Sur le plan de la correspondance acteurs/personnages, il est évident pour moi que la série a immensément perdu de son intérêt avec la mort de Tywin Lannister. Je pense même que c'est là le début de la glissade sans fin vers la médiocrité. D'ailleurs même sa mort est vraiment mal écrite (le coup de le faire coucher avec Shae, quelle facilité...). Du coup, ça correspond effectivement à la fin de la saison 4
. On mettra dans les mentions très honorables Lady Olenna et Oberyn Martell, là aussi portés par 2 vrais acteurs.
Il faut comprendre qu'en première approche pour un amateur HF/SF, GOT/ASOIAF ne vaut pas pour la qualité de son univers (contrairement à Tolkien par exemple) mais par le fait que c'est un récit émotionnel. Et que, du coup, tant qu'on reste dans ce registre là, le média audiovisuel est plus performant que le média littéraire. Les 4 premières saisons de GOT sont exactement le reflet de cela : on s'attache à tel ou tel personnage on le comprend comme important dans l'histoire et PAF il meurt. Et finalement le monde arrive à continuer sans lui. Les exemples sont légion : les morts de Robb, Stannis, Renly, Joffrey ou Oberyn n'ont finalement aucun impact sur l'histoire : qui que ce fût sur le trône, il aurait été balayé par Daenerys et ses dragons - c'est ce que nous apprend le dénouement final. Même les Marcheurs Blancs, menace constante sur la série, n'ont finalement pas eu d'impact sur le résultat final. On apprécie le voyage avec ces personnages, on s'attache à eux et du coup, on s'implique fortement émotionnellement dans le récit.
Mais, une fois ceci dit, quand il s'agit de conclure le travail, c'est là où on voit que le support de l'univers créé apparait défaillant.
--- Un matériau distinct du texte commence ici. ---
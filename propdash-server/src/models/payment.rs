//! Payment entity and the payment-with-parties projection

use serde::{Deserialize, Serialize};
use sqlx::FromRow;

use super::validation::{calendar_date, money, reference_id, ValidationError};

/// Status assigned to newly recorded payments
pub const PAYMENT_PAID: &str = "Paid";

/// One rent payment attributed to a lease
#[derive(Debug, Clone, PartialEq, Serialize, Deserialize, FromRow)]
pub struct Payment {
    pub id: i64,
    pub lease_id: i64,
    pub amount: f64,
    pub payment_date: String,
    pub status: String,
}

/// Payment joined through lease to tenant names and property name (INNER JOIN)
#[derive(Debug, Clone, PartialEq, Serialize, Deserialize, FromRow)]
pub struct PaymentWithParties {
    #[serde(flatten)]
    #[sqlx(flatten)]
    pub payment: Payment,
    pub first_name: String,
    pub last_name: String,
    pub property_name: String,
}

/// Validated input for recording a payment
#[derive(Debug, Clone, PartialEq)]
pub struct NewPayment {
    pub lease_id: i64,
    pub amount: f64,
    pub payment_date: String,
}

impl NewPayment {
    pub fn new(lease_id: i64, amount: f64, payment_date: &str) -> Result<Self, ValidationError> {
        let (_, payment_date) = calendar_date("payment_date", payment_date)?;
        Ok(Self {
            lease_id: reference_id("lease_id", lease_id)?,
            amount: money("amount", amount)?,
            payment_date,
        })
    }
}
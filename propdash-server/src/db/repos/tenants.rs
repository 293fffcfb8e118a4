//! Tenant repository
//!
//! - list: LEFT JOIN with property name, unassigned tenants included
//! - create: INSERT; duplicate email surfaces as a constraint violation

use sqlx::{Executor, Sqlite, SqlitePool};

use super::DbError;
use crate::models::{NewTenant, TenantWithProperty};

/// Tenant repository
pub struct TenantRepo<'a> {
    pool: &'a SqlitePool,
}

impl<'a> TenantRepo<'a> {
    pub fn new(pool: &'a SqlitePool) -> Self {
        Self { pool }
    }

    /// Every tenant with the name of its property, `None` when unassigned.
    pub async fn list(&self) -> Result<Vec<TenantWithProperty>, DbError> {
        let rows = sqlx::query_as::<_, TenantWithProperty>(
            r#"
            SELECT
                t.id, t.first_name, t.last_name, t.email, t.phone, t.property_id,
                p.name AS property_name
            FROM tenants t
            LEFT JOIN properties p ON p.id = t.property_id
            ORDER BY t.id
            "#,
        )
        .fetch_all(self.pool)
        .await?;

        Ok(rows)
    }

    pub async fn create(&self, tenant: &NewTenant) -> Result<i64, DbError> {
        insert(self.pool, tenant).await
    }
}

pub(crate) async fn insert<'e, E>(executor: E, tenant: &NewTenant) -> Result<i64, DbError>
where
    E: Executor<'e, Database = Sqlite>,
{
    let result = sqlx::query(
        "INSERT INTO tenants (first_name, last_name, email, phone, property_id) VALUES (?, ?, ?, ?, ?)",
    )
    .bind(&tenant.first_name)
    .bind(&tenant.last_name)
    .bind(tenant.email.as_str())
    .bind(tenant.phone.as_deref())
    .bind(tenant.property_id)
    .execute(executor)
    .await?;

    Ok(result.last_insert_rowid())
}
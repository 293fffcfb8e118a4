use serde::{Deserialize, Serialize};
use std::env;
use std::fs;
use std::net::SocketAddr;
use std::path::{Path, PathBuf};

use crate::error::{ConfigError, Result};

/// Default pool size. Kept low for a single-file SQLite store.
pub const DEFAULT_MAX_CONNECTIONS: u32 = 5;

/// Default per-request timeout in seconds
pub const DEFAULT_REQUEST_TIMEOUT_SECS: u64 = 30;

/// Centralized configuration for the propdash server and CLI
#[derive(Debug, Clone, Default, PartialEq, Serialize, Deserialize)]
#[serde(default)]
pub struct PropdashConfig {
    pub server: ServerSection,
    pub database: DatabaseSection,
    pub ui: UiSection,
}

#[derive(Debug, Clone, PartialEq, Serialize, Deserialize)]
#[serde(default)]
pub struct ServerSection {
    pub bind: SocketAddr,
    /// Allow any CORS origin instead of localhost only
    pub cors_permissive: bool,
    pub request_timeout_secs: u64,
}

impl Default for ServerSection {
    fn default() -> Self {
        Self {
            bind: SocketAddr::from(([127, 0, 0, 1], 3001)),
            cors_permissive: false,
            request_timeout_secs: DEFAULT_REQUEST_TIMEOUT_SECS,
        }
    }
}

#[derive(Debug, Clone, PartialEq, Serialize, Deserialize)]
#[serde(default)]
pub struct DatabaseSection {
    pub path: PathBuf,
    pub max_connections: u32,
    /// Populate the demo data set when the store has no properties
    pub seed_on_startup: bool,
}

impl Default for DatabaseSection {
    fn default() -> Self {
        Self {
            path: PropdashConfig::home_dir().join("propdash.db"),
            max_connections: DEFAULT_MAX_CONNECTIONS,
            seed_on_startup: true,
        }
    }
}

#[derive(Debug, Clone, Default, PartialEq, Serialize, Deserialize)]
#[serde(default)]
pub struct UiSection {
    /// Directory holding the built dashboard (index.html + assets)
    pub static_dir: Option<PathBuf>,
}

impl PropdashConfig {
    /// Load config from ~/.propdash/config.toml, then apply environment overrides.
    ///
    /// A missing file is not an error: defaults are used.
    pub fn load() -> Result<Self> {
        Self::load_from(&Self::config_path())
    }

    /// Load config from an explicit path, then apply environment overrides.
    pub fn load_from(path: &Path) -> Result<Self> {
        let mut config = Self::read_file(path)?;
        config.apply_env_overrides()?;
        Ok(config)
    }

    /// Read a config file without applying overrides. Missing file yields defaults.
    pub fn read_file(path: &Path) -> Result<Self> {
        if path.exists() {
            let content = fs::read_to_string(path).map_err(|source| ConfigError::Read {
                path: path.to_path_buf(),
                source,
            })?;
            let config: Self = toml::from_str(&content).map_err(|source| ConfigError::Parse {
                path: path.to_path_buf(),
                source,
            })?;
            config.validate()?;
            Ok(config)
        } else {
            tracing::debug!(path = %path.display(), "no config file, using defaults");
            Ok(Self::default())
        }
    }

    /// Reject values that deserialize fine but would stall or starve the server
    pub fn validate(&self) -> Result<()> {
        if self.server.request_timeout_secs == 0 {
            return Err(ConfigError::Invalid {
                key: "server.request_timeout_secs",
                value: "0".to_string(),
                reason: "must be at least 1",
            });
        }
        if self.database.max_connections == 0 {
            return Err(ConfigError::Invalid {
                key: "database.max_connections",
                value: "0".to_string(),
                reason: "must be at least 1",
            });
        }
        Ok(())
    }

    /// Base directory for propdash state: ~/.propdash
    pub fn home_dir() -> PathBuf {
        dirs::home_dir()
            .unwrap_or_else(|| PathBuf::from("."))
            .join(".propdash")
    }

    /// Get config file path: ~/.propdash/config.toml
    pub fn config_path() -> PathBuf {
        Self::home_dir().join("config.toml")
    }

    /// Apply PROPDASH_* environment variables on top of file values
    pub fn apply_env_overrides(&mut self) -> Result<()> {
        self.apply_overrides_with(|var| env::var(var).ok())
    }

    /// Apply overrides from an arbitrary lookup (env in production, a map in tests)
    pub fn apply_overrides_with<F>(&mut self, lookup: F) -> Result<()>
    where
        F: Fn(&str) -> Option<String>,
    {
        if let Some(bind) = lookup("PROPDASH_BIND") {
            self.server.bind = bind.parse().map_err(|e: std::net::AddrParseError| {
                ConfigError::InvalidOverride {
                    var: "PROPDASH_BIND",
                    value: bind.clone(),
                    reason: e.to_string(),
                }
            })?;
        }

        if let Some(path) = lookup("PROPDASH_DB_PATH") {
            self.database.path = PathBuf::from(path);
        }

        if let Some(max) = lookup("PROPDASH_MAX_CONNECTIONS") {
            let parsed: u32 = max.parse().map_err(|e: std::num::ParseIntError| {
                ConfigError::InvalidOverride {
                    var: "PROPDASH_MAX_CONNECTIONS",
                    value: max.clone(),
                    reason: e.to_string(),
                }
            })?;
            if parsed == 0 {
                return Err(ConfigError::InvalidOverride {
                    var: "PROPDASH_MAX_CONNECTIONS",
                    value: max,
                    reason: "must be at least 1".to_string(),
                });
            }
            self.database.max_connections = parsed;
        }

        if let Some(dir) = lookup("PROPDASH_STATIC_DIR") {
            self.ui.static_dir = Some(PathBuf::from(dir));
        }

        Ok(())
    }

    /// Render the effective config as TOML
    pub fn to_toml(&self) -> Result<String> {
        Ok(toml::to_string_pretty(self)?)
    }
}
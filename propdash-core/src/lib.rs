//! propdash-core: configuration shared by the propdash server and CLI

pub mod config;
pub mod error;

pub use config::{DatabaseSection, PropdashConfig, ServerSection, UiSection};
pub use error::ConfigError;
//! `propdash config` subcommands: locate and print the effective configuration

use std::path::Path;

use anyhow::{Context, Result};
use clap::{Parser, Subcommand};
use propdash_core::PropdashConfig;

#[derive(Parser, Debug)]
pub struct ConfigArgs {
    #[command(subcommand)]
    pub command: ConfigCommands,
}

#[derive(Subcommand, Debug)]
pub enum ConfigCommands {
    /// Show config file path
    Path,
    /// Print the effective configuration (file + environment) as TOML
    Show,
}

pub fn run_config(args: ConfigArgs, config: &PropdashConfig, path: Option<&Path>) -> Result<()> {
    match args.command {
        ConfigCommands::Path => run_path(path),
        ConfigCommands::Show => run_show(config),
    }
}

fn run_path(path: Option<&Path>) -> Result<()> {
    let path = path
        .map(Path::to_path_buf)
        .unwrap_or_else(PropdashConfig::config_path);
    println!("{}", path.display());
    if !path.exists() {
        eprintln!("(file does not exist; defaults are in effect)");
    }
    Ok(())
}

fn run_show(config: &PropdashConfig) -> Result<()> {
    let rendered = config.to_toml().context("failed to render configuration")?;
    print!("{}", rendered);
    Ok(())
}
//! Tenant entity, email validation, and the tenant-with-property projection

use once_cell::sync::Lazy;
use regex::Regex;
use serde::{Deserialize, Serialize};
use sqlx::FromRow;

use super::validation::{optional_text, reference_id, required_text, ValidationError};

const MAX_NAME_LEN: usize = 200;
const MAX_EMAIL_LEN: usize = 254;
const MAX_PHONE_LEN: usize = 50;

/// Loose shape check: something@something.tld, no whitespace
static EMAIL_RE: Lazy<Regex> = Lazy::new(|| {
    Regex::new(r"^[^@\s]+@[^@\s]+\.[^@\s]+$").expect("invalid email regex")
});

/// Validated email address
#[derive(Debug, Clone, PartialEq, Eq, Hash)]
pub struct Email(String);

impl Email {
    /// Create a new email, trimming surrounding whitespace.
    ///
    /// # Example
    /// ```
    /// use propdash_server::models::Email;
    ///
    /// assert!(Email::new("john.doe@example.com").is_ok());
    /// assert!(Email::new("john.doe").is_err());
    /// ```
    pub fn new(s: &str) -> Result<Self, ValidationError> {
        let email = required_text("email", s, MAX_EMAIL_LEN)?;

        if !EMAIL_RE.is_match(&email) {
            return Err(ValidationError::InvalidFormat {
                field: "email",
                reason: "must look like name@domain.tld",
            });
        }

        Ok(Self(email))
    }

    pub fn as_str(&self) -> &str {
        &self.0
    }
}

impl AsRef<str> for Email {
    fn as_ref(&self) -> &str {
        &self.0
    }
}

/// A person who may rent a property
#[derive(Debug, Clone, PartialEq, Serialize, Deserialize, FromRow)]
pub struct Tenant {
    pub id: i64,
    pub first_name: String,
    pub last_name: String,
    pub email: String,
    pub phone: Option<String>,
    /// Unassigned tenants have no property
    pub property_id: Option<i64>,
}

/// Tenant row joined with the name of its property (LEFT JOIN)
#[derive(Debug, Clone, PartialEq, Serialize, Deserialize, FromRow)]
pub struct TenantWithProperty {
    #[serde(flatten)]
    #[sqlx(flatten)]
    pub tenant: Tenant,
    pub property_name: Option<String>,
}

/// Validated input for inserting a tenant
#[derive(Debug, Clone, PartialEq)]
pub struct NewTenant {
    pub first_name: String,
    pub last_name: String,
    pub email: Email,
    pub phone: Option<String>,
    pub property_id: Option<i64>,
}

impl NewTenant {
    pub fn new(
        first_name: &str,
        last_name: &str,
        email: &str,
        phone: Option<&str>,
        property_id: Option<i64>,
    ) -> Result<Self, ValidationError> {
        Ok(Self {
            first_name: required_text("first_name", first_name, MAX_NAME_LEN)?,
            last_name: required_text("last_name", last_name, MAX_NAME_LEN)?,
            email: Email::new(email)?,
            phone: optional_text("phone", phone, MAX_PHONE_LEN)?,
            property_id: property_id
                .map(|id| reference_id("property_id", id))
                .transpose()?,
        })
    }
}

#[cfg(test)]
mod tests {
    use super::*;

    #[test]
    fn valid_emails() {
        assert!(Email::new("jane.smith@example.com").is_ok());
        assert!(Email::new("a+b@sub.domain.io").is_ok());
        assert_eq!(Email::new("  x@y.co ").unwrap().as_str(), "x@y.co");
    }

    #[test]
    fn rejects_malformed_emails() {
        assert!(matches!(
            Email::new("no-at-sign.com"),
            Err(ValidationError::InvalidFormat { .. })
        ));
        assert!(matches!(
            Email::new("two@@example.com"),
            Err(ValidationError::InvalidFormat { .. })
        ));
        assert!(matches!(
            Email::new("spaces in@example.com"),
            Err(ValidationError::InvalidFormat { .. })
        ));
        assert!(matches!(Email::new(""), Err(ValidationError::Empty { .. })));
    }

    #[test]
    fn new_tenant_allows_unassigned() {
        let t = NewTenant::new("John", "Doe", "john.doe@example.com", None, None).unwrap();
        assert_eq!(t.property_id, None);
        assert_eq!(t.phone, None);
    }

    #[test]
    fn new_tenant_rejects_bad_property_id() {
        assert!(matches!(
            NewTenant::new("John", "Doe", "john.doe@example.com", None, Some(0)),
            Err(ValidationError::OutOfRange { field: "property_id", .. })
        ));
    }

    #[test]
    fn projection_flattens_tenant_fields() {
        let row = TenantWithProperty {
            tenant: Tenant {
                id: 1,
                first_name: "John".into(),
                last_name: "Doe".into(),
                email: "john.doe@example.com".into(),
                phone: None,
                property_id: None,
            },
            property_name: None,
        };
        let json = serde_json::to_value(&row).unwrap();
        assert_eq!(json["first_name"], "John");
        assert!(json["property_name"].is_null());
        assert!(json.get("tenant").is_none());
    }
}
//! `GET /health` liveness check for the dashboard backend
//!
//! Answers without touching the property store so the dashboard can tell
//! "backend down" apart from "database error".

use axum::{routing::get, Json, Router};
use serde::Serialize;

/// Liveness reply with the running build version
#[derive(Serialize)]
pub struct HealthResponse {
    pub status: &'static str,
    pub version: &'static str,
}

/// GET /health
async fn health() -> Json<HealthResponse> {
    Json(HealthResponse {
        status: "ok",
        version: env!("CARGO_PKG_VERSION"),
    })
}

/// Health routes
pub fn router<S>() -> Router<S>
where
    S: Clone + Send + Sync + 'static,
{
    Router::new().route("/health", get(health))
}
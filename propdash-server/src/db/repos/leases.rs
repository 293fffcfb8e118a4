//! Lease repository
//!
//! - list: INNER JOIN to tenant and property, newest start date first
//! - create: INSERT with status Active

use sqlx::{Executor, Sqlite, SqlitePool};

use super::DbError;
use crate::models::{LeaseWithParties, NewLease, LEASE_ACTIVE};

/// Lease repository
pub struct LeaseRepo<'a> {
    pool: &'a SqlitePool,
}

impl<'a> LeaseRepo<'a> {
    pub fn new(pool: &'a SqlitePool) -> Self {
        Self { pool }
    }

    /// Leases whose tenant and property both exist, by start_date DESC then id DESC.
    pub async fn list(&self) -> Result<Vec<LeaseWithParties>, DbError> {
        let rows = sqlx::query_as::<_, LeaseWithParties>(
            r#"
            SELECT
                l.id, l.property_id, l.tenant_id, l.start_date, l.end_date,
                l.monthly_rent, l.status,
                t.first_name, t.last_name,
                p.name AS property_name
            FROM leases l
            JOIN tenants t ON t.id = l.tenant_id
            JOIN properties p ON p.id = l.property_id
            ORDER BY l.start_date DESC, l.id DESC
            "#,
        )
        .fetch_all(self.pool)
        .await?;

        Ok(rows)
    }

    pub async fn create(&self, lease: &NewLease) -> Result<i64, DbError> {
        insert(self.pool, lease).await
    }
}

pub(crate) async fn insert<'e, E>(executor: E, lease: &NewLease) -> Result<i64, DbError>
where
    E: Executor<'e, Database = Sqlite>,
{
    let result = sqlx::query(
        r#"
        INSERT INTO leases (property_id, tenant_id, start_date, end_date, monthly_rent, status)
        VALUES (?, ?, ?, ?, ?, ?)
        "#,
    )
    .bind(lease.property_id)
    .bind(lease.tenant_id)
    .bind(&lease.start_date)
    .bind(&lease.end_date)
    .bind(lease.monthly_rent)
    .bind(LEASE_ACTIVE)
    .execute(executor)
    .await?;

    Ok(result.last_insert_rowid())
}

#[cfg(test)]
mod tests {
    use super::*;
    use crate::db::repos::test_support::seeded_db;

    #[tokio::test]
    async fn seeded_leases_newest_first() {
        let (_dir, db) = seeded_db().await;
        let leases = db.leases().list().await.unwrap();

        assert_eq!(leases.len(), 2);
        assert_eq!(leases[0].lease.start_date, "2024-02-01");
        assert_eq!(leases[0].first_name, "Jane");
        assert_eq!(leases[0].property_name, "Oak Ridge House");
        assert_eq!(leases[1].lease.start_date, "2024-01-01");
        assert_eq!(leases[1].lease.status, "Active");
    }

    #[tokio::test]
    async fn create_lease_for_existing_parties() {
        let (_dir, db) = seeded_db().await;
        let new = NewLease::new(3, 1, "2025-01-01", "2025-12-31", 1800.0).unwrap();
        let id = db.leases().create(&new).await.unwrap();

        let leases = db.leases().list().await.unwrap();
        assert_eq!(leases[0].lease.id, id);
        assert_eq!(leases[0].property_name, "Downtown Loft");
    }

    #[tokio::test]
    async fn unknown_tenant_is_rejected() {
        let (_dir, db) = seeded_db().await;
        let new = NewLease::new(3, 99, "2025-01-01", "2025-12-31", 1800.0).unwrap();

        assert!(db.leases().create(&new).await.unwrap_err().is_constraint());
        assert_eq!(db.leases().list().await.unwrap().len(), 2);
    }
}
//! Property entity and its validated insert model

use serde::{Deserialize, Serialize};
use sqlx::FromRow;

use super::validation::{money, required_text, ValidationError};

const MAX_NAME_LEN: usize = 200;
const MAX_ADDRESS_LEN: usize = 500;
const MAX_TYPE_LEN: usize = 200;

/// Occupancy status of a property
#[derive(Debug, Clone, Copy, Default, PartialEq, Eq, Serialize, Deserialize, sqlx::Type)]
#[sqlx(rename_all = "PascalCase")]
pub enum PropertyStatus {
    #[default]
    Available,
    Occupied,
}

impl PropertyStatus {
    pub fn as_str(&self) -> &'static str {
        match self {
            Self::Available => "Available",
            Self::Occupied => "Occupied",
        }
    }
}

impl std::fmt::Display for PropertyStatus {
    fn fmt(&self, f: &mut std::fmt::Formatter<'_>) -> std::fmt::Result {
        f.write_str(self.as_str())
    }
}

/// A rentable unit
#[derive(Debug, Clone, PartialEq, Serialize, Deserialize, FromRow)]
pub struct Property {
    pub id: i64,
    pub name: String,
    pub address: String,
    /// Free-text category (apartment, house, ...)
    #[serde(rename = "type")]
    #[sqlx(rename = "type")]
    pub kind: String,
    pub rent_amount: f64,
    pub status: PropertyStatus,
}

/// Validated input for inserting a property
#[derive(Debug, Clone, PartialEq)]
pub struct NewProperty {
    pub name: String,
    pub address: String,
    pub kind: String,
    pub rent_amount: f64,
    pub status: PropertyStatus,
}

impl NewProperty {
    /// Validate raw fields. Status starts as `Available`.
    pub fn new(
        name: &str,
        address: &str,
        kind: &str,
        rent_amount: f64,
    ) -> Result<Self, ValidationError> {
        Ok(Self {
            name: required_text("name", name, MAX_NAME_LEN)?,
            address: required_text("address", address, MAX_ADDRESS_LEN)?,
            kind: required_text("type", kind, MAX_TYPE_LEN)?,
            rent_amount: money("rent_amount", rent_amount)?,
            status: PropertyStatus::Available,
        })
    }

    pub fn with_status(mut self, status: PropertyStatus) -> Self {
        self.status = status;
        self
    }
}
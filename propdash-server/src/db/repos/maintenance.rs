//! Maintenance repository
//!
//! - list: INNER JOIN with property name, newest request first
//! - create: INSERT with status Open; created_at defaulted by storage

use sqlx::SqlitePool;

use super::DbError;
use crate::models::{MaintenanceWithProperty, NewMaintenance, MAINTENANCE_OPEN};

/// Maintenance repository
pub struct MaintenanceRepo<'a> {
    pool: &'a SqlitePool,
}

impl<'a> MaintenanceRepo<'a> {
    pub fn new(pool: &'a SqlitePool) -> Self {
        Self { pool }
    }

    /// Requests against existing properties, by created_at DESC then id DESC.
    pub async fn list(&self) -> Result<Vec<MaintenanceWithProperty>, DbError> {
        let rows = sqlx::query_as::<_, MaintenanceWithProperty>(
            r#"
            SELECT
                m.id, m.property_id, m.description, m.priority, m.status, m.created_at,
                p.name AS property_name
            FROM maintenance m
            JOIN properties p ON p.id = m.property_id
            ORDER BY m.created_at DESC, m.id DESC
            "#,
        )
        .fetch_all(self.pool)
        .await?;

        Ok(rows)
    }

    pub async fn create(&self, request: &NewMaintenance) -> Result<i64, DbError> {
        let result = sqlx::query(
            "INSERT INTO maintenance (property_id, description, priority, status) VALUES (?, ?, ?, ?)",
        )
        .bind(request.property_id)
        .bind(&request.description)
        .bind(request.priority)
        .bind(MAINTENANCE_OPEN)
        .execute(self.pool)
        .await?;

        Ok(result.last_insert_rowid())
    }
}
Le matériau est mauvais et manquant : au vu de ce qui structure le monde de GOT, à quoi peut-on s'attendre d'autre que de voir Daeneys gagner la victoire temporelle et Bran la victoire spirituelle ? Ce sont les 2 seuls personnages qui sont connectés à la magie du monde - celle des Valyriens pour Daenerys, celle des Enfants de la Forêt pour Bran. Tous les autres personnages sont des pacotilles, y compris malheureusement Melissandre dont la magie aura finalement eu que très peu d'impact au global (allez ça a permis à Jon de rez pour qu'il puisse tuer Daenerys). Et, du coup, tant que GRRM ne finit pas lui-même son travail d'écriture, il est difficile de juger complètement GOT : est-ce que ce dénouement pourri est lié au fait que le média télévisuel/cinématographique n'a pas le pouvoir du média littéraire quand il s'agit d'enjeux plus complexes (et donc n'a pas su écrire un monde intéressant dans la continuité de celui esquissé par GRRM) ou est-ce qu'il est lié au fait que l'univers créé par GRRM est en fait intrinsèquement de faible qualité ? J'oserais dire qu'il y a probablement des deux en l'état actuel des choses (mais on verra si GRRM arrive à finir ses livres ce qu'il en sera réellement).
Pour faire un énième parallèle avec Tolkien et PJ, c'est exactement cela qu'il se passe. J'ai toujours soutenu PJ de ne pas intégrer Tom Bombadil dans ses films, parce qu'en fait, sur le média cinématographique, on suit émotionnellement l'aventure de Frodon et l'univers passe au second plan. Pour narrer l'aventure de Frodon, Tom Bombadil est totalement inutile. Par contre, il est indispensable dans le livre, car il nous donne des éléments de contexte, de compréhension de l'univers de la Terre du Milieu, qu'on n'aurait pas autrement. Et c'est normal, vu que le livre, lui, va plus tirer sa force de la description de la Terre du Milieu et des mécaniques qui s'y jouent que finalement de l'histoire de Frodon. Ainsi, ça se retrouve dans Le Retour du Roi. De manière comparée aux 2 précédents volets, le film tombe un peu à plat, parce qu'une fois que les "gentils" ont gagné, on est soulagé, et ça s'arrête là. Le spectateur de cinéma est mis dans une position où il se fiche de ce que ce rééquilibrage des forces signifie pour la Terre du Milieu : il a crié, pleuré, haleté, dansé avec Frodon pendant tout le film, Frodon a accompli sa quête, ok on peut passer à la chose suivante. Dans le livre, on comprend au contraire que la victoire des "gentils" n'est qu'une étape, certes importante, mais qu'une étape dans l'histoire de la Terre du Milieu et que ce qui va être intéressant à suivre, c'est la reconfiguration qui s'ensuit (les elfes qui partent, les Hommes qui renaissent, les Hobbits qui gagnent de la considération, etc.).
C'est aussi pour ça qu'il est impossible de porter Dune autrement au cinéma que de se concentrer uniquement sur les aventures piou-piou de Paul Atreides qui bat les méchants Harkonnen avec l'appui des gentils Fremen, en mettant de côté tout le côté philosophique/politique de l’œuvre. Parce que ce qu'autorise le média littéraire, la description d'un monde complexe, n'est pas possible par un média audiovisuel. Mais s'il s'agit de raconter de l'émotionnel uniquement, un média audiovisuel le fera mieux qu'un livre : on pleure bien plus facilement à la fin d'un film que d'un livre.